## Records to process
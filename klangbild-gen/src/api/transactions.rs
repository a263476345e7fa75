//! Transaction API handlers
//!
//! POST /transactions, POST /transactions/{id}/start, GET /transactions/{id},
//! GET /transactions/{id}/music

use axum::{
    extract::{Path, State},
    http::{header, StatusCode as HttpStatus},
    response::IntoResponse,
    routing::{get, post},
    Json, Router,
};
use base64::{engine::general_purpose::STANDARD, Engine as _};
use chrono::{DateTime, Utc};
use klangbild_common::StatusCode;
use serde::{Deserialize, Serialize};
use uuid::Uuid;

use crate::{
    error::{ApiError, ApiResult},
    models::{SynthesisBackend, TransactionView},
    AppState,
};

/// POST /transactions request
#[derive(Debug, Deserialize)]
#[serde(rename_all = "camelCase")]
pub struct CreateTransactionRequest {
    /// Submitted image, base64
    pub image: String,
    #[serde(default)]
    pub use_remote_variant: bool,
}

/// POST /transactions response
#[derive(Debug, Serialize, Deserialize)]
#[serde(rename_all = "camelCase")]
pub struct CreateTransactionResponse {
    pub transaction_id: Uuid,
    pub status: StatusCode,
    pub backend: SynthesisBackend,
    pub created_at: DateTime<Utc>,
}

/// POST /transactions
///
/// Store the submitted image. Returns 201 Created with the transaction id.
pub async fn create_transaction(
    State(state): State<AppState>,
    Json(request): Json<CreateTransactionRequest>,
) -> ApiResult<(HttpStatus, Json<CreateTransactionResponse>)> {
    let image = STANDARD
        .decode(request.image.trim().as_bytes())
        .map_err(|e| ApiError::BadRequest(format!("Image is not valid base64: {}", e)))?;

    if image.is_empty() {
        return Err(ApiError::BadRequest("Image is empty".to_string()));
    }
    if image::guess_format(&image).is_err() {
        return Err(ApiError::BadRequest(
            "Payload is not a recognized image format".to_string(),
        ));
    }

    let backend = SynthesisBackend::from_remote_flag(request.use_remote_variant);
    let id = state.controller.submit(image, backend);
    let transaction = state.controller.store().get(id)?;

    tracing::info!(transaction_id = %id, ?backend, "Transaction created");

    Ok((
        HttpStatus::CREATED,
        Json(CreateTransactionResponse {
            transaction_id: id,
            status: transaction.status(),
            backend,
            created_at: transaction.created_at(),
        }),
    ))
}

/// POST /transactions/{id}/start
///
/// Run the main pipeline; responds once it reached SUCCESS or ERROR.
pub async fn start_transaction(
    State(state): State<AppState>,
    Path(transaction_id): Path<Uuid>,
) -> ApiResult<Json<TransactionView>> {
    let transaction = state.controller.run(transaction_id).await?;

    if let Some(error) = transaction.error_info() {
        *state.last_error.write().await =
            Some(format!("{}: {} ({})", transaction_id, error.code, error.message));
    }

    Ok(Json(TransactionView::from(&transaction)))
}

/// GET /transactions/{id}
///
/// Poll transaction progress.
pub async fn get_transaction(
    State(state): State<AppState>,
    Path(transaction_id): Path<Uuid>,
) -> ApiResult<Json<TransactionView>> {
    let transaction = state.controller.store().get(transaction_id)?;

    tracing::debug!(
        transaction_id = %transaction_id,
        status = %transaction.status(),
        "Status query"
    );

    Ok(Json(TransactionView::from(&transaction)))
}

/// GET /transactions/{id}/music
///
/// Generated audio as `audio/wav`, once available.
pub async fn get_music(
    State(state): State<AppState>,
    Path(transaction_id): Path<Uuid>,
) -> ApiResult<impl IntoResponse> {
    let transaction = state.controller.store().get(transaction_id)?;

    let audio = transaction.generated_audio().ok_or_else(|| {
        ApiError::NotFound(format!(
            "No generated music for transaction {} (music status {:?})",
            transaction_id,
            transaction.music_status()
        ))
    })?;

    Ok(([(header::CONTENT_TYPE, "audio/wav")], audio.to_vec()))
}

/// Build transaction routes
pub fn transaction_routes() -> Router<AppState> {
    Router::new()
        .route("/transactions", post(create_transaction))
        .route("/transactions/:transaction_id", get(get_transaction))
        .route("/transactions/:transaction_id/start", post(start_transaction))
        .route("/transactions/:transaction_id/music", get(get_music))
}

## Problem requirements
Exactly as written, give the records again.

## Solution for this exercise
filename klangbild-gen/src/api/transactions.rs
repository a263476345e7fa75
//! Transaction API handlers
//!
//! POST /transactions, POST /transactions/{id}/start, GET /transactions/{id},
//! GET /transactions/{id}/music

use axum::{
    extract::{Path, State},
    http::{header, StatusCode as HttpStatus},
    response::IntoResponse,
    routing::{get, post},
    Json, Router,
};
use base64::{engine::general_purpose::STANDARD, Engine as _};
use chrono::{DateTime, Utc};
use klangbild_common::StatusCode;
use serde::{Deserialize, Serialize};
use uuid::Uuid;

use crate::{
    error::{ApiError, ApiResult},
    models::{SynthesisBackend, TransactionView},
    AppState,
};

/// POST /transactions request
#[derive(Debug, Deserialize)]
#[serde(rename_all = "camelCase")]
pub struct CreateTransactionRequest {
    /// Submitted image, base64
    pub image: String,
    #[serde(default)]
    pub use_remote_variant: bool,
}

/// POST /transactions response
#[derive(Debug, Serialize, Deserialize)]
#[serde(rename_all = "camelCase")]
pub struct CreateTransactionResponse {
    pub transaction_id: Uuid,
    pub status: StatusCode,
    pub backend: SynthesisBackend,
    pub created_at: DateTime<Utc>,
}

/// POST /transactions
///
/// Store the submitted image. Returns 201 Created with the transaction id.
pub async fn create_transaction(
    State(state): State<AppState>,
    Json(request): Json<CreateTransactionRequest>,
) -> ApiResult<(HttpStatus, Json<CreateTransactionResponse>)> {
    let image = STANDARD
        .decode(request.image.trim().as_bytes())
        .map_err(|e| ApiError::BadRequest(format!("Image is not valid base64: {}", e)))?;

    if image.is_empty() {
        return Err(ApiError::BadRequest("Image is empty".to_string()));
    }
    if image::guess_format(&image).is_err() {
        return Err(ApiError::BadRequest(
            "Payload is not a recognized image format".to_string(),
        ));
    }

    let backend = SynthesisBackend::from_remote_flag(request.use_remote_variant);
    let id = state.controller.submit(image, backend);
    let transaction = state.controller.store().get(id)?;

    tracing::info!(transaction_id = %id, ?backend, "Transaction created");

    Ok((
        HttpStatus::CREATED,
        Json(CreateTransactionResponse {
            transaction_id: id,
            status: transaction.status(),
            backend,
            created_at: transaction.created_at(),
        }),
    ))
}

/// POST /transactions/{id}/start
///
/// Run the main pipeline; responds once it reached SUCCESS or ERROR.
pub async fn start_transaction(
    State(state): State<AppState>,
    Path(transaction_id): Path<Uuid>,
) -> ApiResult<Json<TransactionView>> {
    let transaction = state.controller.run(transaction_id).await?;

    if let Some(error) = transaction.error_info() {
        *state.last_error.write().await =
            Some(format!("{}: {} ({})", transaction_id, error.code, error.message));
    }

    Ok(Json(TransactionView::from(&transaction)))
}

/// GET /transactions/{id}
///
/// Poll transaction progress.
pub async fn get_transaction(
    State(state): State<AppState>,
    Path(transaction_id): Path<Uuid>,
) -> ApiResult<Json<TransactionView>> {
    let transaction = state.controller.store().get(transaction_id)?;

    tracing::debug!(
        transaction_id = %transaction_id,
        status = %transaction.status(),
        "Status query"
    );

    Ok(Json(TransactionView::from(&transaction)))
}

/// GET /transactions/{id}/music
///
/// Generated audio as `audio/wav`, once available.
pub async fn get_music(
    State(state): State<AppState>,
    Path(transaction_id): Path<Uuid>,
) -> ApiResult<impl IntoResponse> {
    let transaction = state.controller.store().get(transaction_id)?;

    let audio = transaction.generated_audio().ok_or_else(|| {
        ApiError::NotFound(format!(
            "No generated music for transaction {} (music status {:?})",
            transaction_id,
            transaction.music_status()
        ))
    })?;

    Ok(([(header::CONTENT_TYPE, "audio/wav")], audio.to_vec()))
}

/// Build transaction routes
pub fn transaction_routes() -> Router<AppState> {
    Router::new()
        .route("/transactions", post(create_transaction))
        .route("/transactions/:transaction_id", get(get_transaction))
        .route("/transactions/:transaction_id/start", post(start_transaction))
        .route("/transactions/:transaction_id/music", get(get_music))
}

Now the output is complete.